The prevalence of major depression among users of the oral contraceptive pill (OCP) was significantly lower, at 4.6%, compared to former OCP users (11.4%).

Photo by Clark Van Der Beken from Unsplash.com

Women who are taking the oral contraceptive pill are less likely to report depression.

This is according to a study – “Association of oral contraceptive pill use and depression among US women” by Julia Gawronska, Catherine Meads, Lee Smith, Chao Cao, Nan Wang, and Susan Walker – that appeared in the Journal of Affective Disorders.

Here, the researchers analyzed data from 6,239 women in the US aged 18-55 years old, and they found that the prevalence of major depression among users of the oral contraceptive pill (OCP) was significantly lower, at 4.6%, compared to former OCP users (11.4%).
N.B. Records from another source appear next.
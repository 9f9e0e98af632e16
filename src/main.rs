#![allow(non_snake_case)]

mod app;
mod components;
pub mod context;
mod pages;
mod theme;

use std::sync::OnceLock;

use anyhow::{Context, Result};
use clap::Parser;
use portfolio_core::settings::{
    DEFAULT_PARTICLE_COUNT, DEFAULT_ROTATION_INTERVAL_MS, DEFAULT_TYPING_INTERVAL_MS,
};
use portfolio_core::{MotionSettings, Portfolio};

/// Global motion settings, set from command line
static SETTINGS: OnceLock<MotionSettings> = OnceLock::new();

/// Get the motion settings (set from command line or default)
pub fn get_settings() -> MotionSettings {
    SETTINGS.get().copied().unwrap_or_default()
}

/// Portfolio - single-page developer profile
#[derive(Parser, Debug)]
#[command(name = "portfolio")]
#[command(version = "0.1.0")]
#[command(about = "Single-page developer portfolio")]
struct Args {
    /// Increase verbosity (-v, -vv, -vvv)
    #[arg(short, long, action = clap::ArgAction::Count)]
    verbose: u8,

    /// Fixed seed for the hero particle field
    #[arg(long)]
    seed: Option<u64>,

    /// Number of hero particles
    #[arg(long, default_value_t = DEFAULT_PARTICLE_COUNT)]
    particles: usize,

    /// Milliseconds between typed characters
    #[arg(long, default_value_t = DEFAULT_TYPING_INTERVAL_MS)]
    typing_ms: u64,

    /// Milliseconds each rotating role stays up
    #[arg(long, default_value_t = DEFAULT_ROTATION_INTERVAL_MS)]
    rotation_ms: u64,

    /// Show every effect in its final state
    #[arg(long)]
    reduced_motion: bool,

    /// Validate the content, print a summary and exit
    #[arg(long)]
    check: bool,

    /// Print the --check summary as JSON
    #[arg(long, requires = "check")]
    json: bool,
}

impl Args {
    fn motion_settings(&self) -> MotionSettings {
        MotionSettings {
            typing_interval_ms: self.typing_ms,
            rotation_interval_ms: self.rotation_ms,
            particle_count: self.particles,
            particle_seed: self.seed,
            reduced_motion: self.reduced_motion,
            ..MotionSettings::default()
        }
    }
}

fn setup_logging(verbosity: u8) {
    let filter = match verbosity {
        0 => "warn",
        1 => "info",
        2 => "debug",
        _ => "trace",
    };

    tracing_subscriber::fmt()
        .with_env_filter(
            tracing_subscriber::EnvFilter::try_from_default_env()
                .unwrap_or_else(|_| tracing_subscriber::EnvFilter::new(filter)),
        )
        .init();
}

fn print_summary(content: &Portfolio, json: bool) -> Result<()> {
    let summary = content.summary();
    if json {
        let out = serde_json::to_string_pretty(&summary).context("Failed to encode summary")?;
        println!("{}", out);
        return Ok(());
    }

    println!("Portfolio content OK: {}", summary.name);
    println!("  Sections:       {}", summary.sections.join(", "));
    println!("  Skills:         {}", summary.skills);
    println!("  Projects:       {}", summary.projects);
    println!("  Certifications: {}", summary.certifications);
    println!("  Social links:   {}", summary.socials);
    println!("  Roles:          {}", summary.roles);
    println!(
        "  Resume:         {}",
        if summary.resume { "yes" } else { "no" }
    );
    Ok(())
}

#[cfg(feature = "desktop")]
fn launch(title: &str) {
    use dioxus::desktop::{Config, LogicalSize, WindowBuilder};

    let config = Config::new()
        .with_background_color(theme::colors::BACKGROUND_RGBA)
        .with_window(
            WindowBuilder::new()
                .with_title(title)
                .with_inner_size(LogicalSize::new(1280.0, 900.0))
                .with_resizable(true),
        );

    dioxus::LaunchBuilder::desktop()
        .with_cfg(config)
        .launch(app::App);
}

#[cfg(all(feature = "web", not(feature = "desktop")))]
fn launch(_title: &str) {
    dioxus::LaunchBuilder::web().launch(app::App);
}

#[cfg(not(any(feature = "desktop", feature = "web")))]
compile_error!("enable the `desktop` or `web` feature");

fn main() -> Result<()> {
    let args = Args::parse();
    setup_logging(args.verbose);

    let content = Portfolio::default_content();
    content
        .validate()
        .context("Portfolio content is not well-formed")?;

    let settings = args.motion_settings();
    settings.validate().context("Invalid motion settings")?;

    if args.check {
        return print_summary(&content, args.json);
    }

    let _ = SETTINGS.set(settings);
    tracing::info!(
        particles = settings.particle_count,
        seed = ?settings.particle_seed,
        reduced_motion = settings.reduced_motion,
        "Starting portfolio for {}",
        content.profile.name
    );

    launch(&format!("{} - Portfolio", content.profile.name));
    Ok(())
}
The study was led by researchers at Anglia Ruskin University (ARU), alongside experts from the Dana-Farber Cancer Institute in Boston and University of California, Davis.
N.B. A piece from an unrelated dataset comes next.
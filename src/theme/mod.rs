//! Visual theme: palette constants and the global stylesheet.

pub mod colors;
mod styles;

pub use styles::GLOBAL_STYLES;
The researchers suggest two possible explanations for their findings, which are contrary to a commonly held belief that OCP can cause depression.

One is that taking the pill can remove concerns about unwanted pregnancy, therefore helping to improve the mental health of OCP users. It is also possible the results could be influenced by “survivor bias”, where women who experience signs of depression while using OCP stop taking it, moving them into the category of former users.
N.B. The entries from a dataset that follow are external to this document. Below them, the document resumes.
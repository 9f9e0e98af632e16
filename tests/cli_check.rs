//! CLI Integration Tests
//!
//! Exercise the `--check` path end to end: argument parsing, content and
//! settings validation, and the summary output. No window is opened.

use assert_cmd::Command;
use predicates::prelude::*;

fn portfolio_cmd() -> Command {
    Command::cargo_bin("portfolio").expect("Failed to find portfolio binary")
}

#[test]
fn test_check_prints_summary() {
    portfolio_cmd()
        .arg("--check")
        .assert()
        .success()
        .stdout(predicate::str::contains("Portfolio content OK: Santanu Pradhan"))
        .stdout(predicate::str::contains(
            "Sections:       about, skills, projects, certifications, contact",
        ))
        .stdout(predicate::str::contains("Skills:         12"))
        .stdout(predicate::str::contains("Resume:         yes"));
}

#[test]
fn test_check_json_summary() {
    let output = portfolio_cmd()
        .args(["--check", "--json"])
        .output()
        .expect("Failed to run portfolio");
    assert!(output.status.success());

    let summary: serde_json::Value =
        serde_json::from_slice(&output.stdout).expect("stdout is JSON");
    assert_eq!(summary["name"], "Santanu Pradhan");
    assert_eq!(summary["skills"], 12);
    assert_eq!(summary["projects"], 3);
    assert_eq!(summary["certifications"], 2);
    assert_eq!(summary["roles"], 3);
    assert_eq!(summary["resume"], true);
}

#[test]
fn test_json_requires_check() {
    portfolio_cmd().arg("--json").assert().failure();
}

#[test]
fn test_zero_typing_interval_rejected() {
    portfolio_cmd()
        .args(["--check", "--typing-ms", "0"])
        .assert()
        .failure()
        .stderr(predicate::str::contains("Invalid motion settings"));
}

#[test]
fn test_too_many_particles_rejected() {
    portfolio_cmd()
        .args(["--check", "--particles", "100000"])
        .assert()
        .failure()
        .stderr(predicate::str::contains("particle_count"));
}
The cross-sectional study, which used data collected by the Center for Disease Control and Prevention in the US, controlled for demographic characteristics, chronic conditions, and the use of antidepressants.

In both users and former users, widowed, divorced or separated women, obese women or those with a history of cancer were more likely to report depression. In addition, in former users, depression was more commonly reported in women who were Black or Hispanic, were smokers, had lower levels of education, or were experiencing poverty.

Lead author Gawronska said: “Contraception is a crucial component of preventive health care. Most women tolerate taking the oral contraceptive pill without experiencing depressive symptoms but there is a subset of women that may experience adverse mood side effects and even develop depression, and the reasons are not entirely clear.

Unlike previous studies, the researchers found that women currently taking the oral contraceptive pill were much less likely to report clinically relevant depression compared to women who previously took the pill. As such, “taking the pill could provide positive mental health benefits for some women, simply by removing their concerns about becoming pregnant. The ‘survivor effect’ could also play a part, with women who experience symptoms of depression more likely to discontinue taking it, placing them into the group of former users.”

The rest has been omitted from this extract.